Cómo hacer el Exercise Ball Serratus Wall Slide
- 1Stand facing a wall, about an arm's length away, with your feet shoulder-width apart and your core lightly braced.
- 2Place a stability ball against the wall at chest height and press into it with the heels of both hands, arms extended in front of you in a slight V (scaption) angle.
- 3Push your hands firmly into the ball so your shoulder blades wrap forward around your ribcage (protraction) — this is the serratus engagement you want to keep throughout.
- 4Keeping that pressure on the ball, slide it slowly up the wall as you reach overhead, letting your shoulder blades rotate upward while your arms stay in the V position.
- 5Slide up only as far as you can without your shoulders shrugging toward your ears or your lower back arching.
- 6Slide the ball back down under control to chest height, maintaining the forward press into the ball the entire way.
- 7Complete your reps, then step back and lower the ball to finish.
Consejos de técnica
- Keep constant forward pressure into the ball so the serratus stays loaded — the slide is only effective if your hands never relax against the wall.

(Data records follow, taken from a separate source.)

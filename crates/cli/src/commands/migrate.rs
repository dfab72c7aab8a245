//! Database migration commands.
//!
//! # Environment Variables
//!
//! - `STOREFRONT_DATABASE_URL` - `PostgreSQL` connection string for the order mirror
//! - `DATABASE_URL` - Fallback when the above is unset
//!
//! # Migration Files
//!
//! Bundled at compile time from `crates/storefront/migrations/`.

use secrecy::{ExposeSecret, SecretString};
use sqlx::PgPool;
use sqlx::migrate::Migrator;

static MIGRATOR: Migrator = sqlx::migrate!("../storefront/migrations");

#[derive(Debug, thiserror::Error)]
pub enum MigrationError {
    #[error("Missing environment variable: {0}")]
    MissingEnvVar(&'static str),

    #[error("Database error: {0}")]
    Database(#[from] sqlx::Error),

    #[error("Migration error: {0}")]
    Migration(#[from] sqlx::migrate::MigrateError),
}

/// Resolve the database URL from the flag or the environment.
fn database_url(flag: Option<String>) -> Result<SecretString, MigrationError> {
    dotenvy::dotenv().ok();

    flag.or_else(|| std::env::var("STOREFRONT_DATABASE_URL").ok())
        .or_else(|| std::env::var("DATABASE_URL").ok())
        .filter(|url| !url.trim().is_empty())
        .map(SecretString::from)
        .ok_or(MigrationError::MissingEnvVar("STOREFRONT_DATABASE_URL"))
}

/// Apply pending order mirror migrations.
///
/// # Errors
///
/// Returns an error if no database URL is available, the database cannot be
/// reached, or a migration fails.
pub async fn run(flag: Option<String>) -> Result<(), MigrationError> {
    let database_url = database_url(flag)?;

    tracing::info!("Connecting to order mirror database...");
    let pool = PgPool::connect(database_url.expose_secret()).await?;

    tracing::info!(count = MIGRATOR.iter().count(), "Running migrations...");
    MIGRATOR.run(&pool).await?;

    tracing::info!("Migrations complete!");
    Ok(())
}

/// Log the bundled migrations.
pub fn list() {
    for migration in MIGRATOR.iter() {
        tracing::info!(
            version = migration.version,
            description = %migration.description,
            "Bundled migration"
        );
    }
}

#[cfg(test)]
mod tests {
    use super::*;

    #[test]
    fn test_orders_migration_is_bundled() {
        assert!(
            MIGRATOR
                .iter()
                .any(|migration| migration.description.contains("orders"))
        );
    }

    #[test]
    fn test_flag_takes_precedence() {
        let url = database_url(Some("postgres://flag/db".to_string()));
        assert!(matches!(url, Ok(url) if url.expose_secret() == "postgres://flag/db"));
    }
}
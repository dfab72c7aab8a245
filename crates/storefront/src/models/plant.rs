//! Catalog plant records.

use greenhouse_core::{PlantId, Price};
use serde::{Deserialize, Serialize};

/// Catalog category.
#[derive(Debug, Clone, Copy, PartialEq, Eq, Hash, Serialize, Deserialize)]
#[serde(rename_all = "kebab-case")]
pub enum PlantCategory {
    Indoor,
    Outdoor,
    Succulents,
    Flowering,
    AirPurifying,
    Planters,
}

impl PlantCategory {
    pub const ALL: [Self; 6] = [
        Self::Indoor,
        Self::Outdoor,
        Self::Succulents,
        Self::Flowering,
        Self::AirPurifying,
        Self::Planters,
    ];

    #[must_use]
    pub const fn label(&self) -> &'static str {
        match self {
            Self::Indoor => "Indoor Plants",
            Self::Outdoor => "Outdoor Plants",
            Self::Succulents => "Succulents & Cacti",
            Self::Flowering => "Flowering Plants",
            Self::AirPurifying => "Air Purifying",
            Self::Planters => "Planters & Pots",
        }
    }
}

/// How much attention a plant needs.
#[derive(Debug, Clone, Copy, PartialEq, Eq, Hash, Serialize, Deserialize)]
#[serde(rename_all = "lowercase")]
pub enum CareLevel {
    Easy,
    Moderate,
    Expert,
}

/// A plant (or planter) sold by the shop.
///
/// Cart lines embed a clone of this record taken when the item was added,
/// so later catalog edits do not reprice existing carts.
#[derive(Debug, Clone, PartialEq, Serialize, Deserialize)]
#[serde(rename_all = "camelCase")]
pub struct Plant {
    pub id: PlantId,
    pub name: String,
    pub scientific_name: String,
    pub category: PlantCategory,
    pub price: Price,
    #[serde(skip_serializing_if = "Option::is_none")]
    pub original_price: Option<Price>,
    pub description: String,
    pub image: String,
    pub in_stock: bool,
    pub stock_quantity: u32,
    pub care_level: CareLevel,
    pub light: String,
    pub size: String,
    pub rating: f32,
    pub reviews: u32,
    pub featured: bool,
}

impl Plant {
    /// Whether `quantity` more units can be sold right now.
    #[must_use]
    pub const fn can_supply(&self, quantity: u32) -> bool {
        self.in_stock && self.stock_quantity >= quantity
    }
}
//! Contact form submissions.

use greenhouse_core::Email;
use serde::Serialize;

/// A validated message from the contact form.
#[derive(Debug, Clone, Serialize)]
pub struct ContactMessage {
    pub name: String,
    pub email: Email,
    pub phone: Option<String>,
    pub subject: String,
    pub message: String,
}
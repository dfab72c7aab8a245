//! HTTP middleware and request extractors for storefront.
//!
//! # Middleware Order (outermost first)
//!
//! 1. Sentry layers (capture errors, transactions)
//! 2. `TraceLayer` (request tracing)
//! 3. Request ID (add unique ID to each request)
//! 4. CORS
//! 5. Timeout
//!
//! Extractors: [`RequireUser`] / [`RequireAdmin`] for bearer tokens and
//! [`CartSession`] for the cart key.

pub mod auth;
pub mod request_id;
pub mod session;

pub use auth::{RequireAdmin, RequireUser};
pub use request_id::{REQUEST_ID_HEADER, RequestId, request_id_middleware};
pub use session::{CartSession, SESSION_HEADER};
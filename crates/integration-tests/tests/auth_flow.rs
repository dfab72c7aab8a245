//! Integration tests for registration, OTP login and bearer tokens.

#![allow(clippy::unwrap_used)]

use chrono::Duration;
use greenhouse_integration_tests::{ADMIN_EMAIL, TestContext};
use reqwest::StatusCode;
use serde_json::json;

fn ann() -> serde_json::Value {
    json!({
        "name": "Ann",
        "email": "ann@x.com",
        "phone": "+1",
        "password": "pw",
    })
}

// ============================================================================
// Registration
// ============================================================================

#[tokio::test]
async fn test_register_verify_then_code_is_spent() {
    let ctx = TestContext::new().await;

    let (status, body) = ctx.post("/auth/register", &ann()).await;
    assert_eq!(status, StatusCode::OK);
    assert_eq!(body["success"], true);
    assert_eq!(body["email"], "ann@x.com");
    assert!(body.get("demoOTP").is_none());

    let code = ctx.last_code("ann@x.com");
    assert_eq!(code.len(), 6);
    assert!(code.chars().all(|c| c.is_ascii_digit()));

    let (status, body) = ctx
        .post("/auth/verify-otp", &json!({ "email": "ann@x.com", "otp": code }))
        .await;
    assert_eq!(status, StatusCode::OK);
    assert_eq!(body["user"]["isActive"], true);
    assert_eq!(body["user"]["isAdmin"], false);
    assert!(body["user"].get("password").is_none());
    assert!(body["token"].as_str().unwrap().starts_with("auth_"));

    let (status, body) = ctx
        .post("/auth/verify-otp", &json!({ "email": "ann@x.com", "otp": code }))
        .await;
    assert_eq!(status, StatusCode::BAD_REQUEST);
    assert_eq!(body["success"], false);
    assert!(body["message"].as_str().unwrap().contains("No OTP found"));

    assert_eq!(ctx.notifier.count_kind("welcome"), 1);
}

#[tokio::test]
async fn test_register_existing_email_is_rejected() {
    let ctx = TestContext::new().await;
    ctx.register("Ann", "ann@x.com", "pw").await;

    let (status, body) = ctx.post("/auth/register", &ann()).await;
    assert_eq!(status, StatusCode::BAD_REQUEST);
    assert_eq!(body["message"], "User with this email already exists");
}

#[tokio::test]
async fn test_register_validation_errors() {
    let ctx = TestContext::new().await;

    let (status, body) = ctx
        .post(
            "/auth/register",
            &json!({ "name": "Ann", "email": "not-an-email", "password": "pw" }),
        )
        .await;
    assert_eq!(status, StatusCode::BAD_REQUEST);
    assert_eq!(body["message"], "Invalid email address");

    let (status, _) = ctx
        .post(
            "/auth/register",
            &json!({ "name": " ", "email": "ann@x.com", "password": "pw" }),
        )
        .await;
    assert_eq!(status, StatusCode::BAD_REQUEST);
}

#[tokio::test]
async fn test_malformed_json_uses_error_shape() {
    let ctx = TestContext::new().await;
    let resp = ctx
        .client
        .post(ctx.url("/auth/verify-otp"))
        .header("content-type", "application/json")
        .body("{not json")
        .send()
        .await
        .unwrap();

    assert_eq!(resp.status(), StatusCode::BAD_REQUEST);
    let body: serde_json::Value = resp.json().await.unwrap();
    assert_eq!(body["success"], false);
}

// ============================================================================
// OTP issuance
// ============================================================================

#[tokio::test]
async fn test_second_request_within_window_is_rate_limited() {
    let ctx = TestContext::new().await;
    ctx.post("/auth/register", &ann()).await;
    let first = ctx.last_code("ann@x.com");

    let (status, body) = ctx
        .post("/auth/resend-otp", &json!({ "email": "ann@x.com" }))
        .await;
    assert_eq!(status, StatusCode::TOO_MANY_REQUESTS);
    assert!(body["message"].as_str().unwrap().contains("5 minute(s)"));

    // The original code still works.
    let (status, _) = ctx
        .post("/auth/verify-otp", &json!({ "email": "ann@x.com", "otp": first }))
        .await;
    assert_eq!(status, StatusCode::OK);
}

#[tokio::test]
async fn test_expired_code_can_be_reissued() {
    let ctx = TestContext::new().await;
    ctx.post("/auth/register", &ann()).await;
    let stale = ctx.last_code("ann@x.com");

    ctx.clock.advance(Duration::minutes(6));

    let (status, body) = ctx
        .post("/auth/verify-otp", &json!({ "email": "ann@x.com", "otp": stale }))
        .await;
    assert_eq!(status, StatusCode::BAD_REQUEST);
    assert_eq!(body["message"], "OTP has expired. Please request a new one");

    let (status, _) = ctx
        .post("/auth/resend-otp", &json!({ "email": "ann@x.com" }))
        .await;
    assert_eq!(status, StatusCode::OK);

    let fresh = ctx.last_code("ann@x.com");
    let (status, _) = ctx
        .post("/auth/verify-otp", &json!({ "email": "ann@x.com", "otp": fresh }))
        .await;
    assert_eq!(status, StatusCode::OK);
}

#[tokio::test]
async fn test_three_wrong_codes_exhaust_the_otp() {
    let ctx = TestContext::new().await;
    ctx.post("/auth/register", &ann()).await;
    let code = ctx.last_code("ann@x.com");
    // Issued codes start at 100000.
    let wrong = "000000";

    for remaining in [2, 1, 0] {
        let (status, body) = ctx
            .post("/auth/verify-otp", &json!({ "email": "ann@x.com", "otp": wrong }))
            .await;
        assert_eq!(status, StatusCode::BAD_REQUEST);
        assert_eq!(
            body["message"],
            format!("Invalid OTP. {remaining} attempt(s) remaining")
        );
    }

    let (status, body) = ctx
        .post("/auth/verify-otp", &json!({ "email": "ann@x.com", "otp": code }))
        .await;
    assert_eq!(status, StatusCode::BAD_REQUEST);
    assert_eq!(
        body["message"],
        "Too many failed attempts. Please request a new OTP"
    );
}

#[tokio::test]
async fn test_demo_otp_exposed_when_delivery_fails() {
    let ctx = TestContext::with_failing_notifier().await;

    let (status, body) = ctx.post("/auth/register", &ann()).await;
    assert_eq!(status, StatusCode::OK);

    let demo = body["demoOTP"].as_str().unwrap().to_owned();
    assert_eq!(demo, ctx.last_code("ann@x.com"));

    // A failing welcome email does not fail the verification.
    let (status, _) = ctx
        .post("/auth/verify-otp", &json!({ "email": "ann@x.com", "otp": demo }))
        .await;
    assert_eq!(status, StatusCode::OK);
}

#[tokio::test]
async fn test_resend_for_unknown_email() {
    let ctx = TestContext::new().await;
    let (status, _) = ctx
        .post("/auth/resend-otp", &json!({ "email": "ghost@x.com" }))
        .await;
    assert_eq!(status, StatusCode::BAD_REQUEST);
}

// ============================================================================
// Login and tokens
// ============================================================================

#[tokio::test]
async fn test_otp_login_for_existing_user() {
    let ctx = TestContext::new().await;
    let (_, user) = ctx.register("Ann", "ann@x.com", "pw").await;

    ctx.clock.advance(Duration::minutes(6));
    let (status, _) = ctx
        .post("/auth/resend-otp", &json!({ "email": "ann@x.com" }))
        .await;
    assert_eq!(status, StatusCode::OK);

    let code = ctx.last_code("ann@x.com");
    let (status, body) = ctx
        .post("/auth/verify-otp", &json!({ "email": "ann@x.com", "otp": code }))
        .await;
    assert_eq!(status, StatusCode::OK);
    assert_eq!(body["message"], "Login successful");
    assert_eq!(body["user"]["id"], user["id"]);
}

#[tokio::test]
async fn test_password_login_and_me() {
    let ctx = TestContext::new().await;
    ctx.register("Ann", "ann@x.com", "pw").await;

    let (status, body) = ctx
        .post(
            "/auth/login",
            &json!({ "email": "ann@x.com", "password": "wrong" }),
        )
        .await;
    assert_eq!(status, StatusCode::BAD_REQUEST);
    assert_eq!(body["message"], "Invalid email or password");

    let (status, body) = ctx
        .post("/auth/login", &json!({ "email": "ann@x.com", "password": "pw" }))
        .await;
    assert_eq!(status, StatusCode::OK);
    let token = body["token"].as_str().unwrap().to_owned();

    let (status, body) = ctx.get("/auth/me", Some(&token)).await;
    assert_eq!(status, StatusCode::OK);
    assert_eq!(body["user"]["email"], "ann@x.com");
    assert_eq!(body["user"]["name"], "Ann");
}

#[tokio::test]
async fn test_me_rejects_missing_malformed_and_expired_tokens() {
    let ctx = TestContext::new().await;
    let (token, _) = ctx.register("Ann", "ann@x.com", "pw").await;

    let (status, _) = ctx.get("/auth/me", None).await;
    assert_eq!(status, StatusCode::UNAUTHORIZED);

    let (status, _) = ctx.get("/auth/me", Some("auth_abc")).await;
    assert_eq!(status, StatusCode::UNAUTHORIZED);

    ctx.clock.advance(Duration::days(31));
    let (status, body) = ctx.get("/auth/me", Some(&token)).await;
    assert_eq!(status, StatusCode::UNAUTHORIZED);
    assert_eq!(body["message"], "Invalid or expired token");
}

#[tokio::test]
async fn test_logout_acknowledges() {
    let ctx = TestContext::new().await;
    let (status, body) = ctx.post("/auth/logout", &json!({})).await;
    assert_eq!(status, StatusCode::OK);
    assert_eq!(body["success"], true);
}

// ============================================================================
// Admin user management
// ============================================================================

#[tokio::test]
async fn test_bootstrap_email_becomes_admin() {
    let ctx = TestContext::new().await;
    let (_, admin) = ctx.register("Admin", ADMIN_EMAIL, "admin-pw").await;
    assert_eq!(admin["isAdmin"], true);
}

#[tokio::test]
async fn test_user_list_requires_admin() {
    let ctx = TestContext::new().await;
    let (customer, _) = ctx.register("Ann", "ann@x.com", "pw").await;

    let (status, _) = ctx.get("/auth/users", None).await;
    assert_eq!(status, StatusCode::UNAUTHORIZED);

    let (status, body) = ctx.get("/auth/users", Some(&customer)).await;
    assert_eq!(status, StatusCode::FORBIDDEN);
    assert_eq!(body["message"], "Admin access required");

    ctx.clock.advance(Duration::minutes(1));
    let admin = ctx.admin_token().await;
    let (status, body) = ctx.get("/auth/users", Some(&admin)).await;
    assert_eq!(status, StatusCode::OK);

    let users = body["users"].as_array().unwrap();
    assert_eq!(users.len(), 2);
    assert_eq!(users[0]["email"], ADMIN_EMAIL);
}

#[tokio::test]
async fn test_deactivated_user_loses_access() {
    let ctx = TestContext::new().await;
    let (customer, user) = ctx.register("Ann", "ann@x.com", "pw").await;
    let admin = ctx.admin_token().await;

    let resp = ctx
        .client
        .patch(ctx.url(&format!("/auth/users/{}", user["id"])))
        .bearer_auth(&admin)
        .json(&json!({ "isActive": false }))
        .send()
        .await
        .unwrap();
    assert_eq!(resp.status(), StatusCode::OK);
    let body: serde_json::Value = resp.json().await.unwrap();
    assert_eq!(body["user"]["isActive"], false);

    let (status, _) = ctx.get("/auth/me", Some(&customer)).await;
    assert_eq!(status, StatusCode::UNAUTHORIZED);

    let (status, _) = ctx
        .post("/auth/login", &json!({ "email": "ann@x.com", "password": "pw" }))
        .await;
    assert_eq!(status, StatusCode::FORBIDDEN);
}

#[tokio::test]
async fn test_set_active_unknown_user() {
    let ctx = TestContext::new().await;
    let admin = ctx.admin_token().await;

    let resp = ctx
        .client
        .patch(ctx.url("/auth/users/999"))
        .bearer_auth(&admin)
        .json(&json!({ "isActive": true }))
        .send()
        .await
        .unwrap();
    assert_eq!(resp.status(), StatusCode::NOT_FOUND);
}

- Let your shoulder blades rotate up with your arms instead of shrugging; the movement should feel like it comes from the muscles around your ribs, not your traps.
- Maintain the slight V (scaption) arm angle rather than pressing straight overhead, which keeps tension on the serratus and upper chest.
- Move slowly — a 2–3 second slide up and down builds far more control than a fast, loose rep.
- Brace your core and keep your ribs down so the motion happens at your shoulders, not by arching your back.
Errores comunes
- Letting the hands relax off the ball at the top, which drops serratus tension and turns the slide into a passive reach instead of a strength rep.
- Shrugging the shoulders toward the ears as you slide up, which shifts the work to the upper traps and defeats the purpose of the exercise.
- Arching the lower back to push the ball higher, which fakes range of motion and stresses the spine instead of training the shoulders.
- Sliding up too far past comfortable overhead range, which lets the shoulder blade lose control and can irritate the shoulder.
- Rushing the reps, which removes the slow scapular control that makes this drill valuable for shoulder stability.
Preguntas frecuentes
What muscles does the exercise ball serratus wall slide work?
It targets the serratus anterior and the upper chest (pectoralis major, clavicular head), with the front deltoids assisting. The serratus does the key work of protracting and upwardly rotating the shoulder blade as you slide overhead.
Why is the serratus anterior important to train?
The serratus anterior pulls your shoulder blade forward and rotates it upward, which keeps the shoulder stable during overhead and pressing movements. Strengthening it can improve pressing mechanics and reduce shoulder discomfort.
Is the exercise ball serratus wall slide good for beginners?
Yes. It uses only your body weight against a stability ball, so the load is light and self-limited, making it a safe way for beginners to learn scapular control before progressing to heavier overhead work.
How many sets and reps should I do?
For shoulder control and endurance, 2–3 sets of 10–15 slow, controlled reps works well. Focus on keeping constant pressure on the ball rather than chasing a higher rep count.
Where should I feel this exercise?
You should feel it around the side of your ribcage where the serratus anterior sits, and in your upper chest and front shoulders. If you mostly feel it in your upper traps, you are shrugging and should reset your form.